So, this morning was my first day at Masters Swimming. My tri coach, Andi, thought Masters may be good for me because I have been in sort of a swimming rut. Not that I’ve ever been an amazing swimmer or even close. I actually just started swimming (other than doing handstands and playing marco polo in the pool as a kid) in November 2010. I took some lessons then, but mostly I’ve just been swimming on my own. Slowly. Very slowly. When I started working with a tri coach in January, I got faster in the beginning, but since then have sort of plateaued and have been losing motivation.
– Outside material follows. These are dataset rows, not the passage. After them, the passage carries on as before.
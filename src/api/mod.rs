//! Backend and geocoder access, run off the UI thread.

mod client;
mod geocoder;
mod worker;

pub use client::{parse_list, ApiClient};
pub use geocoder::{parse_places, Geocoder, Located};
pub use worker::{Job, Outcome, Worker};
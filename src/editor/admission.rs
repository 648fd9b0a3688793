use geo::Polygon;

use crate::error::Rejection;
use crate::geometry::{area_m2, distinct_vertex_count, first_overlap, Footprint};

/// Smallest boundary accepted, in square metres
pub const MIN_AREA_M2: f64 = 2.0;
/// Largest boundary accepted (5 km²)
pub const MAX_AREA_M2: f64 = 5_000_000.0;

/// Run the admission check on a candidate boundary.
///
/// Returns the candidate's area on success. `exclude_id` is the landmark
/// being edited, which must not be compared against itself.
pub fn admit<F: Footprint>(
    candidate: &Polygon<f64>,
    existing: &[F],
    exclude_id: Option<i64>,
) -> Result<f64, Rejection> {
    if distinct_vertex_count(candidate) < 3 {
        return Err(Rejection::Degenerate);
    }

    let area_m2 = area_m2(candidate);
    if area_m2 < MIN_AREA_M2 {
        return Err(Rejection::TooSmall {
            area_m2,
            min_m2: MIN_AREA_M2,
        });
    }
    if area_m2 > MAX_AREA_M2 {
        return Err(Rejection::TooLarge {
            area_m2,
            max_m2: MAX_AREA_M2,
        });
    }

    if let Some(hit) = first_overlap(candidate, existing, exclude_id) {
        return Err(Rejection::Overlaps {
            id: hit.id(),
            name: hit.name().to_string(),
        });
    }

    Ok(area_m2)
}
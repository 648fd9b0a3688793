//! Well-known-text codec for the two shapes the backend speaks:
//! `POINT(lon lat)` and `POLYGON((lon lat, ...))`.
//!
//! Coordinates are always (longitude, latitude). Parsers return `None`
//! on malformed input so callers can skip drawing instead of failing.

use geo::{Coord, LineString};

/// Parse `POINT(lon lat)` into `(lon, lat)`
pub fn parse_point(text: &str) -> Option<(f64, f64)> {
    let body = strip_tag(text, "POINT")?;
    let inner = body.strip_prefix('(')?.strip_suffix(')')?;
    parse_pair(inner)
}

/// Parse `POLYGON((lon lat, ...))` into its exterior ring, as written.
/// Polygons with holes are rejected.
pub fn parse_polygon(text: &str) -> Option<LineString<f64>> {
    let body = strip_tag(text, "POLYGON")?;
    let inner = body.strip_prefix('(')?.strip_suffix(')')?.trim();
    let inner = inner.strip_prefix('(')?.strip_suffix(')')?;
    if inner.contains(['(', ')']) {
        return None;
    }

    let coords = inner
        .split(',')
        .map(|pair| parse_pair(pair).map(Coord::from))
        .collect::<Option<Vec<_>>>()?;

    if coords.is_empty() {
        None
    } else {
        Some(LineString::new(coords))
    }
}

/// Format a point as `POINT(lon lat)`
pub fn format_point(lon: f64, lat: f64) -> String {
    format!("POINT({lon} {lat})")
}

/// Format a ring as `POLYGON((lon1 lat1, lon2 lat2, ...))`.
/// The ring is written as given; closing it is the caller's job.
pub fn format_polygon(ring: &LineString<f64>) -> String {
    let pairs: Vec<String> = ring
        .coords()
        .map(|c| format!("{} {}", c.x, c.y))
        .collect();
    format!("POLYGON(({}))", pairs.join(", "))
}

/// Strip a case-insensitive geometry tag, returning the parenthesised body
fn strip_tag<'a>(text: &'a str, tag: &str) -> Option<&'a str> {
    let text = text.trim();
    let head = text.get(..tag.len())?;
    if !head.eq_ignore_ascii_case(tag) {
        return None;
    }
    Some(text[tag.len()..].trim())
}

/// Parse "lon lat" separated by whitespace, rejecting extra fields
fn parse_pair(pair: &str) -> Option<(f64, f64)> {
    let mut fields = pair.split_whitespace();
    let lon = fields.next()?.parse::<f64>().ok()?;
    let lat = fields.next()?.parse::<f64>().ok()?;
    if fields.next().is_some() || !lon.is_finite() || !lat.is_finite() {
        return None;
    }
    Some((lon, lat))
}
I was very nervous about starting Masters this week. Not only because I was afraid of the 5:00 a.m. start (and 4:15 wake up time), but, of course, also because I didn’t want to be the worst in the group or totally make a fool of myself. There also aren’t any lifeguards on duty during Masters and that was definitely in the back of my mind (sort of kidding, but sort of not…).
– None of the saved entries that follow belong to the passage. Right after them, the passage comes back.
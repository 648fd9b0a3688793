use geo::algorithm::line_intersection::{line_intersection, LineIntersection};
use geo::{BoundingRect, Coord, Line, LineString, Polygon, Rect};

/// Axis-aligned lon/lat extent
#[derive(Clone, Copy, Debug, PartialEq)]
pub struct Extent {
    pub min_lon: f64,
    pub min_lat: f64,
    pub max_lon: f64,
    pub max_lat: f64,
}

impl Extent {
    /// Extent spanned by two opposite corners, in any order
    pub fn from_corners(a: (f64, f64), b: (f64, f64)) -> Self {
        Self {
            min_lon: a.0.min(b.0),
            min_lat: a.1.min(b.1),
            max_lon: a.0.max(b.0),
            max_lat: a.1.max(b.1),
        }
    }

    /// Bounding extent of a geometry, `None` when it is empty
    pub fn of<G: BoundingRect<f64>>(geometry: &G) -> Option<Self> {
        let rect: Option<Rect<f64>> = geometry.bounding_rect().into();
        rect.map(Self::from)
    }

    /// Inclusive test, touching extents intersect
    pub fn intersects(&self, other: &Extent) -> bool {
        self.min_lon <= other.max_lon
            && other.min_lon <= self.max_lon
            && self.min_lat <= other.max_lat
            && other.min_lat <= self.max_lat
    }

    pub fn center(&self) -> (f64, f64) {
        (
            (self.min_lon + self.max_lon) * 0.5,
            (self.min_lat + self.max_lat) * 0.5,
        )
    }

    pub fn width(&self) -> f64 {
        self.max_lon - self.min_lon
    }

    pub fn height(&self) -> f64 {
        self.max_lat - self.min_lat
    }

    /// Rectangle with a closed counter-clockwise exterior: 4 corners plus
    /// the closing repeat
    pub fn to_polygon(&self) -> Polygon<f64> {
        let exterior = LineString::from(vec![
            (self.min_lon, self.min_lat),
            (self.max_lon, self.min_lat),
            (self.max_lon, self.max_lat),
            (self.min_lon, self.max_lat),
            (self.min_lon, self.min_lat),
        ]);
        Polygon::new(exterior, vec![])
    }
}

impl From<Rect<f64>> for Extent {
    fn from(rect: Rect<f64>) -> Self {
        Self {
            min_lon: rect.min().x,
            min_lat: rect.min().y,
            max_lon: rect.max().x,
            max_lat: rect.max().y,
        }
    }
}

/// Exterior vertices without the closing repeat
pub fn vertices(polygon: &Polygon<f64>) -> &[Coord<f64>] {
    let coords = polygon.exterior().0.as_slice();
    match coords {
        [first, .., last] if first == last => &coords[..coords.len() - 1],
        _ => coords,
    }
}

/// Number of distinct exterior vertices
pub fn distinct_vertex_count(polygon: &Polygon<f64>) -> usize {
    let pts = vertices(polygon);
    pts.iter()
        .enumerate()
        .filter(|(i, p)| !pts[..*i].contains(p))
        .count()
}

/// Proper crossing of two segments. Touching at an endpoint or running
/// along each other does not count.
pub fn segments_cross(a: Line<f64>, b: Line<f64>) -> bool {
    matches!(
        line_intersection(a, b),
        Some(LineIntersection::SinglePoint {
            is_proper: true,
            ..
        })
    )
}
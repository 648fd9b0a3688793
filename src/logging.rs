//! Logging goes to a file; the terminal is owned by the map UI.

use std::fs::File;
use std::path::Path;

use anyhow::{Context, Result};
use env_logger::{Builder, Env, Target};

/// Route `log` output to `path`, filtered by `RUST_LOG` (default `info`)
pub fn init(path: &Path) -> Result<()> {
    let file = File::create(path)
        .with_context(|| format!("cannot open log file {}", path.display()))?;
    Builder::from_env(Env::default().default_filter_or("info"))
        .target(Target::Pipe(Box::new(file)))
        .format_timestamp_millis()
        .try_init()?;
    Ok(())
}
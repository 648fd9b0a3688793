pub mod api;
pub mod app;
pub mod braille;
pub mod canvas;
pub mod config;
pub mod data;
pub mod editor;
pub mod error;
pub mod geometry;
pub mod logging;
pub mod map;
pub mod model;
pub mod ui;
pub mod wkt;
I got there at 5:00 a.m. this morning and everyone was already in the pool. I found the coach and told him I needed the slow lane. He asked how slow and when I told him, he told me to leave. No, just kidding. He pointed me to a lane with three men in their 50s-60s, who thankfully took pity on my throughout the workout.
They don’t give you a lot of direction at Masters Swimming. The coach writes a workout on the board using weird acronyms and abbreviations that no normal person can comprehend, such as “IMO” and “c-up” and others that I don’t even remember. Half the time, I had no idea what I was supposed to be doing, but I just followed the guys in front of me and when I couldn’t tell what they were doing, I just did freestyle. I made it until 6:30 and wasn’t asked not to come back.
I just wanted to survive the first workout, which I did. Small victories! And, if nothing else, it was good practice for the crowded and chaotic start of a race. I’m sure I’ll get the hang of it eventually – like everything else. It’s just going to take some time.